# WHAT THE TASK ASKS:
Where does the string "ExportSettings" appear? Copy every line of the entries below that holds it.

Stored data:
------------------------

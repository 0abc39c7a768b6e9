pub mod health;

use axum::{
    routing::{delete, get, patch, post, put},
    Router,
};

use crate::builder::handlers;
use crate::export::handlers::handle_export;
use crate::state::AppState;

pub fn build_router(state: AppState) -> Router {
    Router::new()
        .route("/health", get(health::health_handler))
        .route("/", get(handlers::handle_page))
        // Builder API
        .route("/api/v1/builder", get(handlers::handle_snapshot))
        .route(
            "/api/v1/builder/personal",
            patch(handlers::handle_set_personal),
        )
        .route(
            "/api/v1/builder/education",
            post(handlers::handle_add_education),
        )
        .route(
            "/api/v1/builder/education/:handle",
            patch(handlers::handle_set_education).delete(handlers::handle_remove_row),
        )
        .route(
            "/api/v1/builder/experience",
            post(handlers::handle_add_experience),
        )
        .route(
            "/api/v1/builder/experience/:handle",
            patch(handlers::handle_set_experience).delete(handlers::handle_remove_row),
        )
        .route(
            "/api/v1/builder/skills/presets/:name",
            put(handlers::handle_set_preset),
        )
        .route("/api/v1/builder/skills/draft", put(handlers::handle_set_draft))
        .route(
            "/api/v1/builder/skills/draft/commit",
            post(handlers::handle_commit_draft),
        )
        .route("/api/v1/builder/skills/tags", post(handlers::handle_add_tag))
        .route(
            "/api/v1/builder/skills/tags/:text",
            delete(handlers::handle_remove_tag),
        )
        .route("/api/v1/builder/reset", post(handlers::handle_reset))
        .route(
            "/api/v1/builder/notice",
            delete(handlers::handle_dismiss_notice),
        )
        // Export API
        .route("/api/v1/export", post(handle_export))
        .with_state(state)
}

#[cfg(test)]
mod tests {
    use std::sync::Arc;

    use axum::{
        body::{to_bytes, Body},
        http::{header, Method, Request, StatusCode},
        response::Response,
    };
    use serde_json::{json, Value};
    use tower::ServiceExt;

    use super::*;
    use crate::config::{default_presets, Config};
    use crate::export::tests::FakeExporter;
    use crate::export::ExportSettings;
    use crate::markup::PageTemplate;

    fn test_state(fail_export: bool) -> AppState {
        let config = Config {
            pdf_render_url: "http://renderer.invalid/render".to_string(),
            port: 0,
            rust_log: "debug".to_string(),
            page_template: None,
            preset_skills: default_presets(),
            export: ExportSettings::default(),
        };
        AppState::new(
            config,
            Arc::new(FakeExporter::new(fail_export)),
            PageTemplate::built_in().unwrap(),
        )
    }

    async fn send(app: &Router, method: Method, uri: &str, body: Option<Value>) -> Response {
        let builder = Request::builder().method(method).uri(uri);
        let request = match body {
            Some(json) => builder
                .header(header::CONTENT_TYPE, "application/json")
                .body(Body::from(json.to_string()))
                .unwrap(),
            None => builder.body(Body::empty()).unwrap(),
        };
        app.clone().oneshot(request).await.unwrap()
    }

    async fn json_body(response: Response) -> Value {
        let bytes = to_bytes(response.into_body(), usize::MAX).await.unwrap();
        serde_json::from_slice(&bytes).unwrap()
    }

    #[tokio::test]
    async fn test_health() {
        let app = build_router(test_state(false));
        let response = send(&app, Method::GET, "/health", None).await;
        assert_eq!(response.status(), StatusCode::OK);
        assert_eq!(json_body(response).await["status"], "ok");
    }

    #[tokio::test]
    async fn test_page_renders_template() {
        let app = build_router(test_state(false));
        let response = send(&app, Method::GET, "/", None).await;
        assert_eq!(response.status(), StatusCode::OK);
        let bytes = to_bytes(response.into_body(), usize::MAX).await.unwrap();
        let html = String::from_utf8(bytes.to_vec()).unwrap();
        assert!(html.contains("id=\"resumePreview\""));
        assert!(html.contains("aria-valuenow=\"0\""));
    }

    #[tokio::test]
    async fn test_personal_edit_returns_identity_and_progress() {
        let app = build_router(test_state(false));
        let response = send(
            &app,
            Method::PATCH,
            "/api/v1/builder/personal",
            Some(json!({"field": "name", "value": "Ada Lovelace"})),
        )
        .await;
        assert_eq!(response.status(), StatusCode::OK);
        let body = json_body(response).await;
        assert_eq!(body["progress"], 14);
        assert_eq!(body["visible"], true);
        assert_eq!(body["sections"][0]["section"], "identity");
        assert_eq!(body["sections"][0]["content"]["name"], "Ada Lovelace");
    }

    #[tokio::test]
    async fn test_lovelace_scenario_over_http() {
        let app = build_router(test_state(false));
        let snapshot = json_body(send(&app, Method::GET, "/api/v1/builder", None).await).await;
        let edu = snapshot["form"]["education"][0]["handle"]
            .as_str()
            .unwrap()
            .to_string();

        send(
            &app,
            Method::PATCH,
            "/api/v1/builder/personal",
            Some(json!({"field": "name", "value": "Ada Lovelace"})),
        )
        .await;
        send(
            &app,
            Method::PATCH,
            &format!("/api/v1/builder/education/{edu}"),
            Some(json!({"field": "school", "value": "Trinity"})),
        )
        .await;
        send(
            &app,
            Method::PATCH,
            &format!("/api/v1/builder/education/{edu}"),
            Some(json!({"field": "year", "value": "1840"})),
        )
        .await;
        let response = send(
            &app,
            Method::PUT,
            "/api/v1/builder/skills/presets/Python",
            Some(json!({"checked": true})),
        )
        .await;
        assert_eq!(json_body(response).await["progress"], 43);

        let snapshot = json_body(send(&app, Method::GET, "/api/v1/builder", None).await).await;
        assert_eq!(
            snapshot["signals"],
            json!({
                "name": true, "email": false, "phone": false, "summary": false,
                "education": true, "experience": false, "skills": true
            })
        );
        assert_eq!(snapshot["preview"]["education"][0]["primary"], "Trinity");
        assert_eq!(snapshot["preview"]["education"][0]["secondary"], "1840");
    }

    #[tokio::test]
    async fn test_add_and_remove_experience_row() {
        let app = build_router(test_state(false));
        let response = send(&app, Method::POST, "/api/v1/builder/experience", None).await;
        assert_eq!(response.status(), StatusCode::CREATED);
        let body = json_body(response).await;
        assert_eq!(body["focus"]["field"], "role");
        let handle = body["focus"]["row"].as_str().unwrap().to_string();

        let response = send(
            &app,
            Method::DELETE,
            &format!("/api/v1/builder/experience/{handle}"),
            None,
        )
        .await;
        assert_eq!(response.status(), StatusCode::OK);

        let snapshot = json_body(send(&app, Method::GET, "/api/v1/builder", None).await).await;
        assert_eq!(snapshot["form"]["experience"].as_array().unwrap().len(), 1);
    }

    #[tokio::test]
    async fn test_unknown_row_is_not_found() {
        let app = build_router(test_state(false));
        let response = send(
            &app,
            Method::PATCH,
            "/api/v1/builder/education/6f1c1f4e-3d0b-4c55-9a51-7a0e1f2b3c4d",
            Some(json!({"field": "degree", "value": "BSc"})),
        )
        .await;
        assert_eq!(response.status(), StatusCode::NOT_FOUND);
        assert_eq!(json_body(response).await["error"]["code"], "NOT_FOUND");
    }

    #[tokio::test]
    async fn test_unknown_preset_is_not_found() {
        let app = build_router(test_state(false));
        let response = send(
            &app,
            Method::PUT,
            "/api/v1/builder/skills/presets/COBOL",
            Some(json!({"checked": true})),
        )
        .await;
        assert_eq!(response.status(), StatusCode::NOT_FOUND);
    }

    #[tokio::test]
    async fn test_tag_dedupe_and_draft_commit() {
        let app = build_router(test_state(false));
        let first = json_body(
            send(
                &app,
                Method::POST,
                "/api/v1/builder/skills/tags",
                Some(json!({"text": "Go"})),
            )
            .await,
        )
        .await;
        assert_eq!(first["accepted"], true);

        send(
            &app,
            Method::PUT,
            "/api/v1/builder/skills/draft",
            Some(json!({"text": " Go "})),
        )
        .await;
        let commit = json_body(
            send(&app, Method::POST, "/api/v1/builder/skills/draft/commit", None).await,
        )
        .await;
        assert_eq!(commit["accepted"], false);

        let snapshot = json_body(send(&app, Method::GET, "/api/v1/builder", None).await).await;
        assert_eq!(snapshot["form"]["skills"]["tags"], json!(["Go"]));
        assert_eq!(snapshot["form"]["skills"]["draft"], "");

        let response = send(&app, Method::DELETE, "/api/v1/builder/skills/tags/Go", None).await;
        assert_eq!(json_body(response).await["progress"], 0);
    }

    #[tokio::test]
    async fn test_reset_hides_preview() {
        let app = build_router(test_state(false));
        send(
            &app,
            Method::PATCH,
            "/api/v1/builder/personal",
            Some(json!({"field": "email", "value": "ada@example.com"})),
        )
        .await;
        let body = json_body(send(&app, Method::POST, "/api/v1/builder/reset", None).await).await;
        assert_eq!(body["visible"], false);
        assert_eq!(body["progress"], 0);
        assert_eq!(body["sections"].as_array().unwrap().len(), 4);
    }

    #[tokio::test]
    async fn test_export_success_returns_pdf() {
        let app = build_router(test_state(false));
        send(
            &app,
            Method::PATCH,
            "/api/v1/builder/personal",
            Some(json!({"field": "name", "value": "Ada Lovelace"})),
        )
        .await;
        let response = send(&app, Method::POST, "/api/v1/export", None).await;
        assert_eq!(response.status(), StatusCode::OK);
        assert_eq!(
            response.headers()[header::CONTENT_TYPE],
            "application/pdf"
        );
        assert_eq!(
            response.headers()[header::CONTENT_DISPOSITION],
            "attachment; filename=\"Ada_Lovelace_resume.pdf\""
        );
    }

    #[tokio::test]
    async fn test_export_failure_sets_notice_until_dismissed() {
        let app = build_router(test_state(true));
        let response = send(&app, Method::POST, "/api/v1/export", None).await;
        assert_eq!(response.status(), StatusCode::BAD_GATEWAY);
        assert_eq!(json_body(response).await["error"]["code"], "EXPORT_FAILED");

        let snapshot = json_body(send(&app, Method::GET, "/api/v1/builder", None).await).await;
        assert_eq!(snapshot["preview"]["exporting"], false);
        assert!(snapshot["notice"]["message"].as_str().unwrap().contains("boom"));

        let response = send(&app, Method::DELETE, "/api/v1/builder/notice", None).await;
        assert_eq!(response.status(), StatusCode::NO_CONTENT);
        let snapshot = json_body(send(&app, Method::GET, "/api/v1/builder", None).await).await;
        assert!(snapshot["notice"].is_null());
    }
}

------------------------

# ANSWER FOR THIS EXERCISE:
    use crate::export::ExportSettings;
            export: ExportSettings::default(),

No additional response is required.